• [SOURCE INFORMATION]:

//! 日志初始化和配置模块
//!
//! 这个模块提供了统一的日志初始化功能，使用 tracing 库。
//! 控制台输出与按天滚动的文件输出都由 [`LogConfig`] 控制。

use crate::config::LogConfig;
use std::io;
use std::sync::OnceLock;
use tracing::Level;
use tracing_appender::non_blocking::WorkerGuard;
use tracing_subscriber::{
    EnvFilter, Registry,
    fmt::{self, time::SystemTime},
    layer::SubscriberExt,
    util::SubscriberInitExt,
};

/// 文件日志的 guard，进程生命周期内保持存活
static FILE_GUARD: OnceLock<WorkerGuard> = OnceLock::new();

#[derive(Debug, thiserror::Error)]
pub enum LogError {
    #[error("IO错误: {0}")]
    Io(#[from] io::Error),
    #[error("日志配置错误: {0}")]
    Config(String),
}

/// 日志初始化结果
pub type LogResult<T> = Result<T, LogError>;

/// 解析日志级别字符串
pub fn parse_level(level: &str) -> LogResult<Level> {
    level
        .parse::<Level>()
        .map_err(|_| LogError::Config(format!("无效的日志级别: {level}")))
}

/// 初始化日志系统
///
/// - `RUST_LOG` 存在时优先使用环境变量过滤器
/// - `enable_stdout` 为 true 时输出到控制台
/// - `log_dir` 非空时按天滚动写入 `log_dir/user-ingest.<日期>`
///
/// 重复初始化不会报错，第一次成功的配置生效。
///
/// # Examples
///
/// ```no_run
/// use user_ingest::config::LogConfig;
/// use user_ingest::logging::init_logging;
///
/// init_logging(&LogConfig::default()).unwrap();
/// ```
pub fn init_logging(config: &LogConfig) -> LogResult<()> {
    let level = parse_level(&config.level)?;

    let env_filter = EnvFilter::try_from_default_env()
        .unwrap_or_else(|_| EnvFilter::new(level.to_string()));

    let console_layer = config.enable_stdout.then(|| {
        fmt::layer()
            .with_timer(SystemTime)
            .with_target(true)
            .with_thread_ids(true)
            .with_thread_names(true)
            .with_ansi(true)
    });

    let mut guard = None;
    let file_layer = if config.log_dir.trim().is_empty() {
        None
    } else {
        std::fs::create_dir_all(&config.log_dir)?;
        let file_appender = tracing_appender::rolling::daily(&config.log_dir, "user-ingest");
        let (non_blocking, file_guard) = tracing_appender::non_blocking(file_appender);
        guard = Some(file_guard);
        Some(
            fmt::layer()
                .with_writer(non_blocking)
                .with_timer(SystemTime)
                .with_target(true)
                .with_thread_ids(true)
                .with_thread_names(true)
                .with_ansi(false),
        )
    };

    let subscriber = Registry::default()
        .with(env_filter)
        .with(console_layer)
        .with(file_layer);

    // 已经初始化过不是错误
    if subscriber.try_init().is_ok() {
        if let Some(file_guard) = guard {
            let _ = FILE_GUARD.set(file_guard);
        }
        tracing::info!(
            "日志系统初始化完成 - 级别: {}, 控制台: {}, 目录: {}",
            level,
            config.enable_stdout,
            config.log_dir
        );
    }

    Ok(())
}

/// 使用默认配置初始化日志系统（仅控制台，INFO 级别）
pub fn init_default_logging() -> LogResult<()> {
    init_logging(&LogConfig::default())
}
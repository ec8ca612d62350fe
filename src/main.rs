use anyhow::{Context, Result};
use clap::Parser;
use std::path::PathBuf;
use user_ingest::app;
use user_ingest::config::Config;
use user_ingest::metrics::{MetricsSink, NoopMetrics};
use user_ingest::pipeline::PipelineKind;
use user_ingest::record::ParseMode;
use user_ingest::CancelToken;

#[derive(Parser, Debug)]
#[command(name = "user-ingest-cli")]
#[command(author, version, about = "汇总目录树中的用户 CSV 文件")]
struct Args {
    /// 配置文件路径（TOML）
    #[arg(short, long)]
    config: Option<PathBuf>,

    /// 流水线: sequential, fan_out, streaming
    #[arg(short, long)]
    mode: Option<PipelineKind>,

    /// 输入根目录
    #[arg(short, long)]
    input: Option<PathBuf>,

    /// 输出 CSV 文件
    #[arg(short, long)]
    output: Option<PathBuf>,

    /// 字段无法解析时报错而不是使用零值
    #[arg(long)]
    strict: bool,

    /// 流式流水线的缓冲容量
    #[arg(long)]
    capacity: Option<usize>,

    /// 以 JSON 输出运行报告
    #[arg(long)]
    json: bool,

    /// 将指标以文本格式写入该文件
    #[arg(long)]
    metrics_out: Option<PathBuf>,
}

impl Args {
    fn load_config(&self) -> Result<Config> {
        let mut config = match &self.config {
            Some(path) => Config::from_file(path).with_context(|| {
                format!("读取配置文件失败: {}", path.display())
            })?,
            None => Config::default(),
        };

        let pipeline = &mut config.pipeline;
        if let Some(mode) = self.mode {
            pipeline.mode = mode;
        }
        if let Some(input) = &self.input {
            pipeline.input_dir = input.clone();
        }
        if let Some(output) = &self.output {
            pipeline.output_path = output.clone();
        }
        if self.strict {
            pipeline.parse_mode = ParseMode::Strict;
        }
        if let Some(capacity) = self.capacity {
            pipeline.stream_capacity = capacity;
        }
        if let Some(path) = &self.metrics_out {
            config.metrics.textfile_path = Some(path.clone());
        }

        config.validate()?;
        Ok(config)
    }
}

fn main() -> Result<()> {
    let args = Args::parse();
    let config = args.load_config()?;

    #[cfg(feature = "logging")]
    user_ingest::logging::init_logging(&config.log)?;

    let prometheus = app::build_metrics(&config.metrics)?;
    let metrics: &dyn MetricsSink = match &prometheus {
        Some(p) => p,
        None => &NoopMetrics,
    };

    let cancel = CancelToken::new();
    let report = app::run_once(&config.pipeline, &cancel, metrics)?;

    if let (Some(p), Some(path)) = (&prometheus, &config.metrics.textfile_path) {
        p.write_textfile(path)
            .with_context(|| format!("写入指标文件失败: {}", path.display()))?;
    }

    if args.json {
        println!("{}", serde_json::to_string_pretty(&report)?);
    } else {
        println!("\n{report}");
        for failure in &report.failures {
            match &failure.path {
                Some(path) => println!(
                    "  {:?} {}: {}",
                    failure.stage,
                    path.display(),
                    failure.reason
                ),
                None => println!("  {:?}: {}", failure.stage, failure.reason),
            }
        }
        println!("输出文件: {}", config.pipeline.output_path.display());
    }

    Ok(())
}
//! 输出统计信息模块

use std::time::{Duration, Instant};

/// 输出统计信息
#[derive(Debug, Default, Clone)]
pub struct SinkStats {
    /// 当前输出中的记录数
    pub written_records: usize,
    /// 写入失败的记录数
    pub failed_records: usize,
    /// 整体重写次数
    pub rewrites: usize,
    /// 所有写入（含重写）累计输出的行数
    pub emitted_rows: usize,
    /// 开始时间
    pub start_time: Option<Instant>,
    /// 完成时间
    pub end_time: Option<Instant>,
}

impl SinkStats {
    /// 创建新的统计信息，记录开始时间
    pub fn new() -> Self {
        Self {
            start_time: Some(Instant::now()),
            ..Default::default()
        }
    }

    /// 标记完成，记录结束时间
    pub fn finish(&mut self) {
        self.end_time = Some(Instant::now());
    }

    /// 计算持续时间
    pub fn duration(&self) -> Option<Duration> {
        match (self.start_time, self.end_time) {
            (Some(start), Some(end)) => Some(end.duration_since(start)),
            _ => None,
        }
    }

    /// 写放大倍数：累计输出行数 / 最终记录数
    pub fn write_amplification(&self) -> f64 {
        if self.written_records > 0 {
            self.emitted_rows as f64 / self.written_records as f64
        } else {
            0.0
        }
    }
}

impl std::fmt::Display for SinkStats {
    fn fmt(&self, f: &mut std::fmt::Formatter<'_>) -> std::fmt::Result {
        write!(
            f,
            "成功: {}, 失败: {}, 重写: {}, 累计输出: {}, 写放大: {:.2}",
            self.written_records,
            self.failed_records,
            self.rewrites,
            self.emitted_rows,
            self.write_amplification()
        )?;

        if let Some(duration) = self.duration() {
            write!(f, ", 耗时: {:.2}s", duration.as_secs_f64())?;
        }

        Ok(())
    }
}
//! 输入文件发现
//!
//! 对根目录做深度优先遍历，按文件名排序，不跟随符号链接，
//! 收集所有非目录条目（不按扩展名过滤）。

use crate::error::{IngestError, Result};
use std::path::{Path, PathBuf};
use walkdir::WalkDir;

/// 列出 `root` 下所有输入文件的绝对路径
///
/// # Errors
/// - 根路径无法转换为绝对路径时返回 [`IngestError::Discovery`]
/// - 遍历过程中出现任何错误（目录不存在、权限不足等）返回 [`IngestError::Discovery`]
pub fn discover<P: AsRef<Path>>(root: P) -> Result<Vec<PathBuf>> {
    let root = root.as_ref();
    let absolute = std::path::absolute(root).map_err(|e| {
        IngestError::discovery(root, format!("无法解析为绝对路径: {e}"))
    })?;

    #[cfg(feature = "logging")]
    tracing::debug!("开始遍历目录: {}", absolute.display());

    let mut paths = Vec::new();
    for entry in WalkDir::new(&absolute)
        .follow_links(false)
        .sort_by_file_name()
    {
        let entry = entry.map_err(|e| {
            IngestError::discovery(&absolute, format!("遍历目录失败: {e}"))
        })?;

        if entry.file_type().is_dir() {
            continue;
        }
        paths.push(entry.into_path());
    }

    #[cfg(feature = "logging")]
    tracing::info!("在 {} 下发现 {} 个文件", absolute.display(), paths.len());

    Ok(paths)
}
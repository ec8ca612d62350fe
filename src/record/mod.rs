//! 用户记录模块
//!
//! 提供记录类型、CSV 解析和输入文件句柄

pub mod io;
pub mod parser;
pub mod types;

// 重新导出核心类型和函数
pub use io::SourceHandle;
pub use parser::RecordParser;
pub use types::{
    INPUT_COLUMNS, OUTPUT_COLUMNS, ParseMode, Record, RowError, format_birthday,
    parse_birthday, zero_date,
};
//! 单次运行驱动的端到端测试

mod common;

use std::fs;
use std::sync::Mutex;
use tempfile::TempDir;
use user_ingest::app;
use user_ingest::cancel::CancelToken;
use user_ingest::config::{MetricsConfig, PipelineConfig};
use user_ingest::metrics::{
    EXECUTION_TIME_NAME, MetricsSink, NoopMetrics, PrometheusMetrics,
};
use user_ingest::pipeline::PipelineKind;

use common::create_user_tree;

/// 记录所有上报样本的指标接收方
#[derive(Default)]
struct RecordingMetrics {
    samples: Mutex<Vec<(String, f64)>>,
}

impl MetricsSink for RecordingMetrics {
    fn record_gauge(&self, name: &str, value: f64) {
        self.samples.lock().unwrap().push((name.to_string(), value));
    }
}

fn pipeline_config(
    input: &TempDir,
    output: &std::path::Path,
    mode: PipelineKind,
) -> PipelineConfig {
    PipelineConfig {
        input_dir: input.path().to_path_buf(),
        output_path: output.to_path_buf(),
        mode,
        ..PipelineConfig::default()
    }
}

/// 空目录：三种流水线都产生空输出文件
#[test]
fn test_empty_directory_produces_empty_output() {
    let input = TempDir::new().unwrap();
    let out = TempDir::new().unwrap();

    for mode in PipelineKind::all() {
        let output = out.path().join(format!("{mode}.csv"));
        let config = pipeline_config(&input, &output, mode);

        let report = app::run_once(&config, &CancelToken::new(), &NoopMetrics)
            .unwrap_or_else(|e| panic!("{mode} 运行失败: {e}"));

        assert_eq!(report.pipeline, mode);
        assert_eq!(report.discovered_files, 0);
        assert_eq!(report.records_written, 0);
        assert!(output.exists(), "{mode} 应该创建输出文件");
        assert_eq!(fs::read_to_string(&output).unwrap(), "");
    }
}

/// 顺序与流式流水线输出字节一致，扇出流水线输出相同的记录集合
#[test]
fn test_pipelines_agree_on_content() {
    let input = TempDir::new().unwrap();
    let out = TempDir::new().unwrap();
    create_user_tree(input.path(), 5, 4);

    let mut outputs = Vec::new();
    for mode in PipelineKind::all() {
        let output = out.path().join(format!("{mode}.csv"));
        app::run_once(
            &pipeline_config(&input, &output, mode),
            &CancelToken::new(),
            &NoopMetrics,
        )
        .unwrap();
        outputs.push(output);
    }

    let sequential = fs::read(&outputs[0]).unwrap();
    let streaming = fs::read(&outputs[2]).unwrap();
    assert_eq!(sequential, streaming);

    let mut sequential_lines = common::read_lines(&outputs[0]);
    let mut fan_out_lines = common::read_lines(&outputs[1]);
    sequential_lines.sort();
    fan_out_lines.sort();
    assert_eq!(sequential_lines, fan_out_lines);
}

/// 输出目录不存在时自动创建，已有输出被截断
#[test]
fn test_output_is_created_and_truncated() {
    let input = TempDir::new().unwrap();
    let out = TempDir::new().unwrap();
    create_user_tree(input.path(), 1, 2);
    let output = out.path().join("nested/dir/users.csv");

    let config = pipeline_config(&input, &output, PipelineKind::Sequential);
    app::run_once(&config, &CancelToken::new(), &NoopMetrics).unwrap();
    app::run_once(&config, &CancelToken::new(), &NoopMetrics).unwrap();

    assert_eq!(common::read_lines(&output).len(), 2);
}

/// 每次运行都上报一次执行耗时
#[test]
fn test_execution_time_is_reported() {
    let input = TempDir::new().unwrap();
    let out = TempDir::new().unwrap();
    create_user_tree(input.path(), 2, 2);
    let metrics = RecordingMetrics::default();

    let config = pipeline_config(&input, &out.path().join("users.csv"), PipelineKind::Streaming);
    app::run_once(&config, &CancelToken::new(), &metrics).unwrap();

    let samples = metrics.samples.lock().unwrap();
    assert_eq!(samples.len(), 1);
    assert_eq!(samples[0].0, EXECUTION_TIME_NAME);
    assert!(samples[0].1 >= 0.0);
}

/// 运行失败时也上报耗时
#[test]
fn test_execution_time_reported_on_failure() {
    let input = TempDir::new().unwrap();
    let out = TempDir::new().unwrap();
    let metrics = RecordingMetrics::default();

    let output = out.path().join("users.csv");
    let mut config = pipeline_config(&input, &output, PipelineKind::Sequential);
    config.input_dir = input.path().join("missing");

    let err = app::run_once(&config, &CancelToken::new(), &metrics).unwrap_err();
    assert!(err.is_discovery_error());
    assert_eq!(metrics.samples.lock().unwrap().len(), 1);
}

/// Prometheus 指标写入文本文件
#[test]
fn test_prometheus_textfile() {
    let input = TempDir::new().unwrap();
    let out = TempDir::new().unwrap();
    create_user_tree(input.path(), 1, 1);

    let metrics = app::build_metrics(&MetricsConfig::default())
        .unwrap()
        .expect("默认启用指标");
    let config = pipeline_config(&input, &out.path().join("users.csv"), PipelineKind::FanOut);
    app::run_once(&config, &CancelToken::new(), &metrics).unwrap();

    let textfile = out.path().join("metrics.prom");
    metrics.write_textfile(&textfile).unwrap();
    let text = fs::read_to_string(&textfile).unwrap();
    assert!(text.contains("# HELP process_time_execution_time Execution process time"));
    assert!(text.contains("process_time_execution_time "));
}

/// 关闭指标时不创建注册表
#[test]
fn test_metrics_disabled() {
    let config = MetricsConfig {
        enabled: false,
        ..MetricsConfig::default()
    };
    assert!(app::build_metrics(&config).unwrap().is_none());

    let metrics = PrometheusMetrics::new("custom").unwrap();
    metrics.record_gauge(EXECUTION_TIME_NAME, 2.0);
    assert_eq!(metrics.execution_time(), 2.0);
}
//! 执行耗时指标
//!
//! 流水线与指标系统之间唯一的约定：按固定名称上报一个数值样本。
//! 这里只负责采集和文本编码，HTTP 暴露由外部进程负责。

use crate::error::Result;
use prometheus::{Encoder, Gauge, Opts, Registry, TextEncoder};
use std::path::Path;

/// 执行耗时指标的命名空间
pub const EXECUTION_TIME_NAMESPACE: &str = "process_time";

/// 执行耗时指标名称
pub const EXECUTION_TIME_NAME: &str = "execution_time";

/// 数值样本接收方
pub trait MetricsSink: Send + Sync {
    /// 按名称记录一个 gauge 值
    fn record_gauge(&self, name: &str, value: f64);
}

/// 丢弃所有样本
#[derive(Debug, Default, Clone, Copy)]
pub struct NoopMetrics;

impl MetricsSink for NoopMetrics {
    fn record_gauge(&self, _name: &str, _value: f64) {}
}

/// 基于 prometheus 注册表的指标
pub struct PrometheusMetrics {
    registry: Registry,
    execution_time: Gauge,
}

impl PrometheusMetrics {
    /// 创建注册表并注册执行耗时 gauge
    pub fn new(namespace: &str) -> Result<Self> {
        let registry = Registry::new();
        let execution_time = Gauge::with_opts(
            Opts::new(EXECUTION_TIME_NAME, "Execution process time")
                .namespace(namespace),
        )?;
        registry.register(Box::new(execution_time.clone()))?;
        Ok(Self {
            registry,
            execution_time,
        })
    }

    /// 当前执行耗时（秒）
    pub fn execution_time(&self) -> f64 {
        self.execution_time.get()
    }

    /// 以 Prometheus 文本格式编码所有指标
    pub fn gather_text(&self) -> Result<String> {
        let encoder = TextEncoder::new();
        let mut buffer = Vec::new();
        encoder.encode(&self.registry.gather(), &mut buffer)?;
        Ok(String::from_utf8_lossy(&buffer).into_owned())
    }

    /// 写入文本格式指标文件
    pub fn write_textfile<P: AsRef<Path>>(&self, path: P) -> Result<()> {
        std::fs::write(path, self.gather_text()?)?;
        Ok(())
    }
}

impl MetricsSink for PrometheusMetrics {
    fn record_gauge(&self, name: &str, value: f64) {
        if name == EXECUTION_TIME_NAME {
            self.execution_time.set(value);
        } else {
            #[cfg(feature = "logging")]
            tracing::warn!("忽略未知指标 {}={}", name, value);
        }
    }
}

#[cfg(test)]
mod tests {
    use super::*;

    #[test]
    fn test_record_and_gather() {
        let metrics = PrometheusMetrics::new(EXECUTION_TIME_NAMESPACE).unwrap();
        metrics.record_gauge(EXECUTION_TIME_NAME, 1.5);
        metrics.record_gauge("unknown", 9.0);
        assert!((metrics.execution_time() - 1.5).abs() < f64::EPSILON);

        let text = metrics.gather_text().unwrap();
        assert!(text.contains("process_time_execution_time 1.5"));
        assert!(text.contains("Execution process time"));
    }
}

• [DIRECTIONS FOR THIS TASK]: Only the number is wanted. Count the lines above that include the word "Option".

• [ANSWER FOR THE TASK]: 9